Baron, Jeff. Sean Rosen is Not For Sale
March 18th 2014
by Greenwillow Books
E ARC from Netgalley.com
Sean still desperately wants to have his movie idea produced by Hollywood, and while he made great strides in the first book, I Represent Sean Rosen, he still can't get any of the studios to promise that he can be the screen writer, because he's only 13. But his podcasts are drawing lots of attention, and his fictional agent, Dan Welch, keeps getting e mails from other agents interested in representing them. Sean has set off a bidding war, but he still has problems at home. He encourages his parents to go on a second honeymoon, and spends a couple of days with his grandmother in Florida. Middle school has its ups and downs, with Brianna, a fledgling band called Taxudermee, and a 7th grade wilderness field trip, where Sean gets an unexpected visitor. The ending is a cliff hanger (the kind that left me repeatedly pushing the "next page" button on my Nook, because there HAD to be more), so we'll see what high jinks Sean gets up to next.
Strengths: Middle school students enjoy funny, realistic fiction that stretches the bounds of credulity, and this is certainly that sort of book. The intricacies of Hollywood transactions in presented well, and Sean's friends are all interesting characters. The covers are appealing; just the right touch of cartoon for middle school.
Weaknesses: This seemed really slow paced to me, and could have been funnier. A few high speed chases involving the dog and doughnuts would have improved this for me.
Federle, Tim. Five, Six, Seven, Nate!
January 21st 2014
by Simon & Schuster Books for Young Readers
In this sequel to Better Nate Than Ever, Nate finds himself living with his aunt in New York City, where he has a job as an understudy/chorus member in a Broadway production of E.T. He misses his friend Libby from home, if not his parents, and is anxious about how well he will do. He is bothered by Jordan Rylance, who is from his hometown of Pittsburgh and has the starring role of Elliot, but he quickly learns that things are not always as they appear in Jordan's world.

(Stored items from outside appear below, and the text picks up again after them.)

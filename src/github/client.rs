//! Octocrab client wrapper scoped to a specific repository.
//!
//! Effects don't carry repository information; the repository comes from the
//! webhook event and is fixed when the `OctocrabClient` is built.

use std::time::Duration;

use octocrab::Octocrab;

use crate::config::GitHubConfig;
use crate::types::RepoId;

/// A GitHub API client scoped to a specific repository.
#[derive(Clone)]
pub struct OctocrabClient {
    client: Octocrab,
    repo: RepoId,
}

impl OctocrabClient {
    /// Creates a new client scoped to the given repository.
    ///
    /// `Octocrab` is cheap to clone, so one shared instance can back a client
    /// per event.
    pub fn new(client: Octocrab, repo: RepoId) -> Self {
        Self { client, repo }
    }

    /// Returns a reference to the underlying octocrab client.
    pub fn inner(&self) -> &Octocrab {
        &self.client
    }

    pub fn repo(&self) -> &RepoId {
        &self.repo
    }

    pub fn owner(&self) -> &str {
        &self.repo.owner
    }

    pub fn repo_name(&self) -> &str {
        &self.repo.repo
    }
}

impl std::fmt::Debug for OctocrabClient {
    fn fmt(&self, f: &mut std::fmt::Formatter<'_>) -> std::fmt::Result {
        f.debug_struct("OctocrabClient")
            .field("repo", &self.repo)
            .finish_non_exhaustive()
    }
}

/// Builds the process-wide octocrab instance from the server settings.
pub fn build_octocrab(config: &GitHubConfig, timeout: Duration) -> Result<Octocrab, octocrab::Error> {
    let mut builder = Octocrab::builder()
        .personal_token(config.token.clone())
        .set_connect_timeout(Some(timeout))
        .set_read_timeout(Some(timeout))
        .set_write_timeout(Some(timeout));
    if let Some(url) = &config.api_url {
        builder = builder.base_uri(url.as_str())?;
    }
    builder.build()
}
/*!
 * Run store: the on-disk layout of one run.
 *
 * ```text
 * <work_dir>/<source stem>/
 *   chunks/chunk_NNN.srt              split output, never modified
 *   chunks/manifest.json              source identity and chunk boundaries
 *   translated/chunk_NNN.srt          latest candidate
 *   translated/chunk_NNN.rejected.srt last rejected candidate
 *   translated/chunk_NNN.amendment.md amendment committed with the chunk
 *   context.md                        shared context document
 *   state.json                        chunk status records
 *   issues.log                        rejected candidates and advisories
 * ```
 *
 * Every JSON and markdown file is written atomically.
 */

use anyhow::{anyhow, Context, Result};
use log::debug;
use serde::de::DeserializeOwned;
use serde::Serialize;
use std::path::{Path, PathBuf};

use crate::chunking::{Chunk, ChunkFile};
use crate::context::{ContextAmendment, ContextDocument};
use crate::file_utils::FileManager;

use super::models::{ChunkBoundary, RunManifest, StateFile};

const CHUNKS_DIR: &str = "chunks";
const TRANSLATED_DIR: &str = "translated";
const MANIFEST_FILE: &str = "manifest.json";
const STATE_FILE: &str = "state.json";
const CONTEXT_FILE: &str = "context.md";
const ISSUES_LOG: &str = "issues.log";

/// Files of a single run
#[derive(Debug, Clone, PartialEq, Eq)]
pub struct RunStore {
    root: PathBuf,
}

impl RunStore {
    /// Store rooted at an explicit directory
    pub fn new<P: AsRef<Path>>(root: P) -> Self {
        Self {
            root: root.as_ref().to_path_buf(),
        }
    }

    /// Store for `source` under `work_dir`, named after the source stem
    pub fn for_source<P1: AsRef<Path>, P2: AsRef<Path>>(work_dir: P1, source: P2) -> Self {
        Self::new(work_dir.as_ref().join(FileManager::sanitized_stem(source)))
    }

    /// Run directory
    pub fn root(&self) -> &Path {
        &self.root
    }

    /// Directory of split chunk files
    pub fn chunks_dir(&self) -> PathBuf {
        self.root.join(CHUNKS_DIR)
    }

    /// Directory of translated candidates
    pub fn translated_dir(&self) -> PathBuf {
        self.root.join(TRANSLATED_DIR)
    }

    /// Manifest path
    pub fn manifest_path(&self) -> PathBuf {
        self.chunks_dir().join(MANIFEST_FILE)
    }

    /// State file path
    pub fn state_path(&self) -> PathBuf {
        self.root.join(STATE_FILE)
    }

    /// Context document path
    pub fn context_path(&self) -> PathBuf {
        self.root.join(CONTEXT_FILE)
    }

    /// Issues log path
    pub fn issues_log_path(&self) -> PathBuf {
        self.root.join(ISSUES_LOG)
    }

    /// Split chunk file path
    pub fn chunk_path(&self, chunk_id: usize) -> PathBuf {
        self.chunks_dir().join(Chunk::file_name_for(chunk_id))
    }

    /// Candidate file path
    pub fn candidate_path(&self, chunk_id: usize) -> PathBuf {
        self.translated_dir().join(Chunk::file_name_for(chunk_id))
    }

    /// Rejected candidate file path
    pub fn rejected_path(&self, chunk_id: usize) -> PathBuf {
        self.translated_dir()
            .join(format!("chunk_{:03}.rejected.srt", chunk_id))
    }

    /// Committed amendment file path
    pub fn amendment_path(&self, chunk_id: usize) -> PathBuf {
        self.translated_dir()
            .join(format!("chunk_{:03}.amendment.md", chunk_id))
    }

    /// Whether a split has been persisted
    pub fn has_manifest(&self) -> bool {
        FileManager::file_exists(self.manifest_path())
    }

    /// Delete every artifact of the run and recreate the empty directory
    pub fn reset(&self) -> Result<()> {
        FileManager::remove_dir_if_exists(&self.root)?;
        FileManager::ensure_dir(&self.root)?;
        debug!("Reset run directory {}", self.root.display());
        Ok(())
    }

    /// Persist split output. The manifest is written last so a split interrupted
    /// halfway is not mistaken for a complete one.
    pub fn write_split(&self, manifest: &RunManifest, chunks: &[Chunk]) -> Result<()> {
        FileManager::ensure_dir(self.chunks_dir())?;
        FileManager::ensure_dir(self.translated_dir())?;

        for chunk in chunks {
            FileManager::write_atomic(self.chunk_path(chunk.id), &chunk.to_chunk_file())?;
        }
        write_json(self.manifest_path(), manifest)?;

        debug!(
            "Persisted {} chunks to {}",
            chunks.len(),
            self.chunks_dir().display()
        );
        Ok(())
    }

    /// Read the manifest, if a split exists
    pub fn load_manifest(&self) -> Result<Option<RunManifest>> {
        read_json(self.manifest_path())
    }

    /// Rebuild the split chunks from their files
    pub fn load_chunks(&self, manifest: &RunManifest) -> Result<Vec<Chunk>> {
        manifest
            .chunks
            .iter()
            .map(|boundary| self.load_chunk_file(self.chunk_path(boundary.id), boundary))
            .collect()
    }

    /// Store the candidate produced for a chunk
    pub fn write_candidate(&self, candidate: &Chunk) -> Result<()> {
        FileManager::write_atomic(self.candidate_path(candidate.id), &candidate.to_chunk_file())
    }

    /// Store a rejected candidate for inspection
    pub fn write_rejected(&self, candidate: &Chunk) -> Result<()> {
        FileManager::write_atomic(self.rejected_path(candidate.id), &candidate.to_chunk_file())
    }

    /// Read back the candidate stored for `source`
    pub fn load_candidate(&self, source: &Chunk) -> Result<Chunk> {
        self.load_chunk_file(self.candidate_path(source.id), &ChunkBoundary::of(source))
    }

    /// Store the amendment that accompanies a passing candidate
    pub fn write_amendment(&self, chunk_id: usize, amendment: &ContextAmendment) -> Result<()> {
        FileManager::write_atomic(self.amendment_path(chunk_id), &amendment.render())
    }

    /// Read a stored amendment
    pub fn load_amendment(&self, chunk_id: usize) -> Result<Option<ContextAmendment>> {
        Ok(FileManager::read_optional(self.amendment_path(chunk_id))?
            .map(|text| ContextAmendment::parse(&text)))
    }

    /// Remove a stored amendment (the chunk passed without one)
    pub fn clear_amendment(&self, chunk_id: usize) -> Result<()> {
        FileManager::remove_file_if_exists(self.amendment_path(chunk_id))
    }

    /// Write the context document
    pub fn write_context(&self, context: &ContextDocument) -> Result<()> {
        FileManager::write_atomic(self.context_path(), &context.render())
    }

    /// Read the context document, if present
    pub fn load_context(&self) -> Result<Option<ContextDocument>> {
        Ok(FileManager::read_optional(self.context_path())?.map(|text| ContextDocument::parse(&text)))
    }

    /// Write chunk status records
    pub fn write_state(&self, state: &StateFile) -> Result<()> {
        write_json(self.state_path(), state)
    }

    /// Read chunk status records, if present
    pub fn load_state(&self) -> Result<Option<StateFile>> {
        read_json(self.state_path())
    }

    /// Append a line to the issues log
    pub fn log_issue(&self, message: &str) -> Result<()> {
        FileManager::append_to_log_file(self.issues_log_path(), message)
    }

    fn load_chunk_file(&self, path: PathBuf, boundary: &ChunkBoundary) -> Result<Chunk> {
        let content = FileManager::read_to_string(&path)?;
        let file = ChunkFile::parse(&content)
            .with_context(|| format!("Malformed chunk file: {}", path.display()))?;
        Chunk::from_boundary(boundary, file)
            .map_err(|message| anyhow!("{}: {}", path.display(), message))
    }
}

fn write_json<T: Serialize>(path: PathBuf, value: &T) -> Result<()> {
    let json = serde_json::to_string_pretty(value)
        .with_context(|| format!("Failed to serialize {}", path.display()))?;
    FileManager::write_atomic(&path, &json)
}

fn read_json<T: DeserializeOwned>(path: PathBuf) -> Result<Option<T>> {
    match FileManager::read_optional(&path)? {
        Some(text) => serde_json::from_str(&text)
            .map(Some)
            .with_context(|| format!("Failed to parse {}", path.display())),
        None => Ok(None),
    }
}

Nate makes friends with an older actress who is cast as E.T., and she helps him with understudying the role of Elliot while the two bond over mani-pedis. There are a few mishaps that make Nate think he may get fired, and a mysterious secret admirer, but when Jordan is unable to go on, the entire production may be in jeopardy. Will Nate be able to save the day?

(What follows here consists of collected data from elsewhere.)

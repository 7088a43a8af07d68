/*!
 * Common test utilities for the chunkwise test suite
 */

#![allow(dead_code)]

use anyhow::Result;
use std::fs;
use std::path::{Path, PathBuf};
use tempfile::TempDir;

use chunkwise::context::{ContextAmendment, ContextSection};
use chunkwise::pipeline::{Orchestrator, RunSettings};
use chunkwise::providers::{ScriptedTranslator, TranslationSettings};
use chunkwise::session::RunStore;
use chunkwise::subtitle_processor::{SubtitleBlock, TimeRange};

/// Install env_logger once; repeated calls are ignored
pub fn init_logging() {
    let _ = env_logger::builder().is_test(true).try_init();
}

/// Creates a temporary directory for test files
pub fn create_temp_dir() -> Result<TempDir> {
    Ok(TempDir::new()?)
}

/// Creates a test file with the given content in the specified directory
pub fn create_test_file(dir: &Path, filename: &str, content: &str) -> Result<PathBuf> {
    let file_path = dir.join(filename);
    fs::write(&file_path, content)?;
    Ok(file_path)
}

/// `count` blocks, two seconds apart, one line each
pub fn generate_blocks(count: usize) -> Vec<SubtitleBlock> {
    (1..=count)
        .map(|i| {
            let start = i as u64 * 2000;
            SubtitleBlock::new(i, TimeRange::new(start, start + 1500), vec![format!("Line number {}", i)])
        })
        .collect()
}

/// SRT document with `count` numbered blocks
pub fn generate_srt(count: usize) -> String {
    generate_blocks(count).iter().map(|block| block.to_string()).collect()
}

/// Writes a generated SRT with `count` blocks
pub fn create_test_subtitle(dir: &Path, filename: &str, count: usize) -> Result<PathBuf> {
    create_test_file(dir, filename, &generate_srt(count))
}

/// Translation settings used across tests
pub fn test_translation_settings() -> TranslationSettings {
    TranslationSettings {
        target_language: "fr".to_string(),
        regional_variant: None,
        remove_accessibility_aids: false,
    }
}

/// Run settings with the given window
pub fn test_run_settings(chunk_size: usize, overlap_size: usize) -> RunSettings {
    RunSettings::new(test_translation_settings()).with_window(chunk_size, overlap_size)
}

/// Orchestrator over a scripted translator with a store under `work_dir`
pub fn scripted_orchestrator(settings: RunSettings, work_dir: &Path, translator: &ScriptedTranslator) -> Orchestrator {
    Orchestrator::new(settings, RunStore::new(work_dir.join("run")), Box::new(translator.clone()))
}

/// Amendment with a single glossary term
pub fn term_amendment(entry: &str) -> ContextAmendment {
    let mut amendment = ContextAmendment::default();
    amendment.push(ContextSection::Terms, entry);
    amendment
}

Strengths: Mr. Federle's experiences on Broadway bring a real immediacy to all of the details about being in a professional production in New York City. This is also one of the few novels I have seen that show age appropriate emotions and actions for a middle school student coming to the realization that he is gay. There is a kiss, and some discussion about the emotions, but this is not accompanied by details that are generally present in coming out stories for older students and is thus refreshing and welcome.

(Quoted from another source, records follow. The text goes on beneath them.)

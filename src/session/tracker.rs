/*!
 * Chunk state tracker.
 *
 * Holds one status record per chunk and enforces the lifecycle:
 *
 * ```text
 * PENDING --begin--> IN_PROGRESS --pass--> VALIDATED
 *    ^                   |
 *    +--fail (< max)-----+--fail (= max)--> FAILED
 *    +--release / recover_in_flight
 * ```
 *
 * When attached to a run store, every transition rewrites `state.json`.
 */

use log::{debug, warn};
use std::cmp::Reverse;

use crate::errors::StateError;

use super::models::{AttemptOutcome, ChunkState, ChunkStatus, NextAction, StateFile, TrackerSummary};
use super::store::RunStore;

/// Per-chunk status and retry accounting
#[derive(Debug, Clone)]
pub struct StateTracker {
    run_id: String,
    max_attempts: u32,
    states: Vec<ChunkState>,
    store: Option<RunStore>,
}

impl StateTracker {
    /// Fresh tracker with every chunk PENDING
    pub fn new(run_id: impl Into<String>, chunk_count: usize, max_attempts: u32) -> Self {
        Self {
            run_id: run_id.into(),
            max_attempts: max_attempts.max(1),
            states: (1..=chunk_count).map(ChunkState::pending).collect(),
            store: None,
        }
    }

    /// Tracker rehydrated from persisted records
    pub fn from_state_file(state: StateFile, max_attempts: u32) -> Self {
        Self {
            run_id: state.run_id,
            max_attempts: max_attempts.max(1),
            states: state.chunks,
            store: None,
        }
    }

    /// Persist every transition to `store`
    pub fn persisted_to(mut self, store: RunStore) -> Self {
        self.store = Some(store);
        self
    }

    /// Run the records belong to
    pub fn run_id(&self) -> &str {
        &self.run_id
    }

    /// Attempt ceiling
    pub fn max_attempts(&self) -> u32 {
        self.max_attempts
    }

    /// All records in chunk order
    pub fn states(&self) -> &[ChunkState] {
        &self.states
    }

    /// Record of one chunk
    pub fn get(&self, chunk_id: usize) -> Result<&ChunkState, StateError> {
        chunk_id
            .checked_sub(1)
            .and_then(|i| self.states.get(i))
            .ok_or(StateError::UnknownChunk(chunk_id))
    }

    fn get_mut(&mut self, chunk_id: usize) -> Result<&mut ChunkState, StateError> {
        chunk_id
            .checked_sub(1)
            .and_then(|i| self.states.get_mut(i))
            .ok_or(StateError::UnknownChunk(chunk_id))
    }

    /// PENDING -> IN_PROGRESS
    pub fn begin(&mut self, chunk_id: usize) -> Result<(), StateError> {
        let state = self.get_mut(chunk_id)?;
        require(state, ChunkStatus::Pending, "begin")?;
        state.status = ChunkStatus::InProgress;
        state.touch();
        debug!("Chunk {} in progress (attempt {})", chunk_id, state.attempts + 1);
        self.persist()
    }

    /// Record the outcome of an attempt on an IN_PROGRESS chunk. Returns the new
    /// status.
    pub fn advance(&mut self, chunk_id: usize, outcome: AttemptOutcome) -> Result<ChunkStatus, StateError> {
        let max_attempts = self.max_attempts;
        let state = self.get_mut(chunk_id)?;
        require(state, ChunkStatus::InProgress, "advance")?;

        state.attempts += 1;
        match outcome {
            AttemptOutcome::Passed { context_revision } => {
                state.status = ChunkStatus::Validated;
                state.context_revision = Some(context_revision);
            }
            AttemptOutcome::Failed { reason } => {
                state.status = if state.attempts >= max_attempts {
                    ChunkStatus::Failed
                } else {
                    ChunkStatus::Pending
                };
                state.last_error = Some(reason);
            }
        }
        state.touch();

        let status = state.status;
        debug!(
            "Chunk {} -> {} after {} attempt(s)",
            chunk_id, status, state.attempts
        );
        self.persist()?;
        Ok(status)
    }

    /// IN_PROGRESS -> PENDING without consuming an attempt
    pub fn release(&mut self, chunk_id: usize) -> Result<(), StateError> {
        let state = self.get_mut(chunk_id)?;
        require(state, ChunkStatus::InProgress, "release")?;
        state.status = ChunkStatus::Pending;
        state.touch();
        self.persist()
    }

    /// Return every IN_PROGRESS chunk to PENDING (interrupted run). Returns the
    /// ids that were recovered.
    pub fn recover_in_flight(&mut self) -> Result<Vec<usize>, StateError> {
        let mut recovered = Vec::new();
        for state in self
            .states
            .iter_mut()
            .filter(|s| s.status == ChunkStatus::InProgress)
        {
            state.status = ChunkStatus::Pending;
            state.touch();
            recovered.push(state.chunk_id);
        }

        if !recovered.is_empty() {
            warn!("Recovered interrupted chunk(s) {:?}", recovered);
            self.persist()?;
        }
        Ok(recovered)
    }

    /// FAILED anywhere stops the run; otherwise the first chunk not yet VALIDATED
    pub fn next_actionable(&self) -> NextAction {
        if let Some(failed) = self.states.iter().find(|s| s.status == ChunkStatus::Failed) {
            return NextAction::RunFailed(failed.chunk_id);
        }

        match self.states.iter().find(|s| s.status != ChunkStatus::Validated) {
            Some(state) => NextAction::Dispatch(state.chunk_id),
            None => NextAction::RunComplete,
        }
    }

    /// Highest context revision recorded by a VALIDATED chunk, with the id of the
    /// chunk that introduced it (chunks passing without an amendment repeat the
    /// revision of an earlier chunk)
    pub fn latest_commit(&self) -> Option<(usize, u64)> {
        self.states
            .iter()
            .filter(|s| s.status == ChunkStatus::Validated)
            .filter_map(|s| s.context_revision.map(|rev| (s.chunk_id, rev)))
            .max_by_key(|(id, rev)| (*rev, Reverse(*id)))
    }

    /// Write the records now, without a transition
    pub fn save(&self) -> Result<(), StateError> {
        self.persist()
    }

    /// Counts per status
    pub fn summary(&self) -> TrackerSummary {
        let mut summary = TrackerSummary {
            total: self.states.len(),
            ..Default::default()
        };
        for state in &self.states {
            match state.status {
                ChunkStatus::Pending => summary.pending += 1,
                ChunkStatus::InProgress => summary.in_progress += 1,
                ChunkStatus::Validated => summary.validated += 1,
                ChunkStatus::Failed => summary.failed += 1,
            }
            summary.attempts += state.attempts;
        }
        summary
    }

    /// Snapshot for persistence
    pub fn to_state_file(&self) -> StateFile {
        StateFile {
            run_id: self.run_id.clone(),
            chunks: self.states.clone(),
        }
    }

    fn persist(&self) -> Result<(), StateError> {
        match &self.store {
            Some(store) => store
                .write_state(&self.to_state_file())
                .map_err(|e| StateError::Persist(format!("{:#}", e))),
            None => Ok(()),
        }
    }
}

fn require(state: &ChunkState, expected: ChunkStatus, action: &'static str) -> Result<(), StateError> {
    if state.status != expected {
        return Err(StateError::InvalidTransition {
            chunk_id: state.chunk_id,
            from: state.status,
            action,
        });
    }
    Ok(())
}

Weaknesses: Books set on Broadway are resounding flops in my library-- anything to do with theater productions gathers dust on the shelves. I didn't buy the first book because of this, but felt that I should be aware of what these were about. Our public library has a copy, and most of my students have cards there, so I can recommend this if a student ever show interest in any of the topics contained within this book.